Thon is not working on applications at present, but will be updating the ACD documentation and working with Peter on library documentation.

Val is working on AJAX library functions for sequence output with additional derived information. Peter suggested linking this with AJAX functions to write text output as text, HTML, etc. For sequences, output could also be JavaScript as used by SRS applets.

Mark is working on clustal in two parts. "eclustal" is nearly complete. "clustree" needs graph library extensions.

Mark is also working on a general "pepinfo" application to calculate protein sequence properties. Peter will try to track down 2D gel calculations for isoelectric points which have some diferences from the usual amino acid parameters.

Ian will drop his pattern matching work and concentrate on the ajGraph library with Alan.

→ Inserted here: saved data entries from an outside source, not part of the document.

//! In-memory store of published entities keyed by fully qualified name.

use crate::error::{FactError, Result};
use crate::model::{short_name, ClassData, Entity, EnumData, PublishedEntity};
use log::{debug, warn};
use serde::{Deserialize, Serialize};
use std::collections::BTreeMap;
use std::path::{Path, PathBuf};

/// An entity plus the header it was found in
#[derive(Debug, Clone, PartialEq, Eq, Serialize, Deserialize)]
#[serde(rename_all = "camelCase")]
pub struct Indexed<T> {
    /// Header the declaration was parsed from
    pub defined_in: PathBuf,

    #[serde(flatten)]
    pub data: T,
}

impl<T> Indexed<T> {
    pub fn new(data: T, defined_in: impl Into<PathBuf>) -> Self {
        Self {
            defined_in: defined_in.into(),
            data,
        }
    }
}

/// Index of every enum and class seen across a set of headers.
///
/// Keys are fully qualified names (`ns::inner::Name`). Re-inserting a key
/// replaces the previous entry, so the last header parsed wins.
#[derive(Debug, Clone, Default, PartialEq, Eq, Serialize, Deserialize)]
pub struct FactIndex {
    enums: BTreeMap<String, Indexed<EnumData>>,
    classes: BTreeMap<String, Indexed<ClassData>>,
}

impl FactIndex {
    pub fn new() -> Self {
        Self::default()
    }

    /// Insert a published entity. Returns `true` if an entry was replaced.
    pub fn insert(&mut self, published: PublishedEntity, defined_in: &Path) -> bool {
        let PublishedEntity {
            qualified_name,
            entity,
        } = published;
        match entity {
            Entity::Enum(data) => self.insert_enum(qualified_name, data, defined_in).is_some(),
            Entity::Class(data) => self.insert_class(qualified_name, data, defined_in).is_some(),
        }
    }

    /// Insert an enum, returning the entry it replaced
    pub fn insert_enum(
        &mut self,
        qualified_name: impl Into<String>,
        data: EnumData,
        defined_in: &Path,
    ) -> Option<Indexed<EnumData>> {
        let qualified_name = qualified_name.into();
        debug!("Adding enum {qualified_name}");
        let previous = self
            .enums
            .insert(qualified_name.clone(), Indexed::new(data, defined_in));
        if let Some(ref prev) = previous {
            warn!(
                "Enum {qualified_name} from {} replaces the one from {}",
                defined_in.display(),
                prev.defined_in.display()
            );
        }
        previous
    }

    /// Insert a class, returning the entry it replaced
    pub fn insert_class(
        &mut self,
        qualified_name: impl Into<String>,
        data: ClassData,
        defined_in: &Path,
    ) -> Option<Indexed<ClassData>> {
        let qualified_name = qualified_name.into();
        debug!("Adding class {qualified_name}");
        let previous = self
            .classes
            .insert(qualified_name.clone(), Indexed::new(data, defined_in));
        if let Some(ref prev) = previous {
            warn!(
                "Class {qualified_name} from {} replaces the one from {}",
                defined_in.display(),
                prev.defined_in.display()
            );
        }
        previous
    }

    /// Look up an enum by fully qualified name.
    ///
    /// # Errors
    ///
    /// Returns [`FactError::EntityNotFound`] if no enum has that name.
    pub fn get_enum(&self, qualified_name: &str) -> Result<&Indexed<EnumData>> {
        self.enums
            .get(qualified_name)
            .ok_or_else(|| FactError::EntityNotFound {
                name: qualified_name.to_string(),
            })
    }

    /// Look up a class by fully qualified name.
    ///
    /// # Errors
    ///
    /// Returns [`FactError::EntityNotFound`] if no class has that name.
    pub fn get_class(&self, qualified_name: &str) -> Result<&Indexed<ClassData>> {
        self.classes
            .get(qualified_name)
            .ok_or_else(|| FactError::EntityNotFound {
                name: qualified_name.to_string(),
            })
    }

    pub fn contains(&self, qualified_name: &str) -> bool {
        self.enums.contains_key(qualified_name) || self.classes.contains_key(qualified_name)
    }

    /// Enums ordered by fully qualified name
    pub fn enums(&self) -> impl Iterator<Item = (&String, &Indexed<EnumData>)> {
        self.enums.iter()
    }

    /// Classes ordered by fully qualified name
    pub fn classes(&self) -> impl Iterator<Item = (&String, &Indexed<ClassData>)> {
        self.classes.iter()
    }

    /// Find a class by its unqualified name.
    ///
    /// Line-oriented tooling only knows the class name it is inside of, not the
    /// namespace. With several matches the first in key order is returned.
    pub fn class_by_short_name(&self, name: &str) -> Option<(&String, &Indexed<ClassData>)> {
        self.classes.iter().find(|(key, _)| short_name(key) == name)
    }

    /// Drop everything that was indexed from `path`. Returns the number of
    /// entries removed.
    pub fn remove_file(&mut self, path: &Path) -> usize {
        let before = self.len();
        self.enums.retain(|_, e| e.defined_in != path);
        self.classes.retain(|_, c| c.defined_in != path);
        let removed = before - self.len();
        debug!("Removed {removed} entries defined in {}", path.display());
        removed
    }

    /// Merge `other` into this index. Entries in `other` win on collision.
    pub fn merge(&mut self, other: FactIndex) {
        for (name, entry) in other.enums {
            let defined_in = entry.defined_in;
            self.insert_enum(name, entry.data, &defined_in);
        }
        for (name, entry) in other.classes {
            let defined_in = entry.defined_in;
            self.insert_class(name, entry.data, &defined_in);
        }
    }

    pub fn enum_count(&self) -> usize {
        self.enums.len()
    }

    pub fn class_count(&self) -> usize {
        self.classes.len()
    }

    pub fn len(&self) -> usize {
        self.enums.len() + self.classes.len()
    }

    pub fn is_empty(&self) -> bool {
        self.enums.is_empty() && self.classes.is_empty()
    }

    /// Write the index as pretty JSON.
    pub fn save_json(&self, path: &Path) -> Result<()> {
        let json = crate::export::export_json(self)?;
        std::fs::write(path, json).map_err(|e| FactError::io(path, e))
    }

    /// Read an index previously written with [`FactIndex::save_json`].
    pub fn load_json(path: &Path) -> Result<Self> {
        let json = std::fs::read_to_string(path).map_err(|e| FactError::io(path, e))?;
        crate::export::import_json(&json)
    }
}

Peter will be working on the ACD code and on library documentation.

6. Web Pages

The home page is getting long and has some out of date information. Peter will revise it to have most paragraphcs moved down to a lower level and will check the content for accuracy.

7. Any other Business

Richard is working on restructuring acedb code, and expects to find code which could be useful in EMBOSS.

The acedb team are looking into graphics libraries that are portable to non-Unix systems, for example GTK. Peter expressed interest, especially for map displays which could be used for sequence features, but was also concerned about licensing issues because EMBOSS libraries need to be compatible with the GNU Library license and not tied to the full GPL.

Gary proposed changing "int" to "long" throughout the string library. It was felt that as "int" data types were at least 32 bits on all currently supported platforms this was not necessary. Implementing it would cause problems with any function returning a "long" to an application (for example legacy code) that needs "int".

Rob is working in the SRS team on linking metabolic pathway databases, but will pass on to David Kreil at the EBI a request to look into the conversion possibilities of ACD into SRS 6 application definitions in Icarus, and will check on any changes in SRS 6 that could affect the use of "getz" for database access.

Martin has just released the new version of AppLab and will make a comparison between ACD syntax and the definitions he plans for AppLab which will use XML files as meta definitions of applications.

Peter will work on adding options to "ajcompile" to automatically build XML for AppLab and Icarus for SRS from ACD files.

8. Next meeting

Next meeting Monday 15th March, usual time and place.
Peter Rice, Informatics Division, The Sanger Centre, Wellcome Trust Genome Campus, Hinxton Hall, Cambridge, CB10 1SA, UK.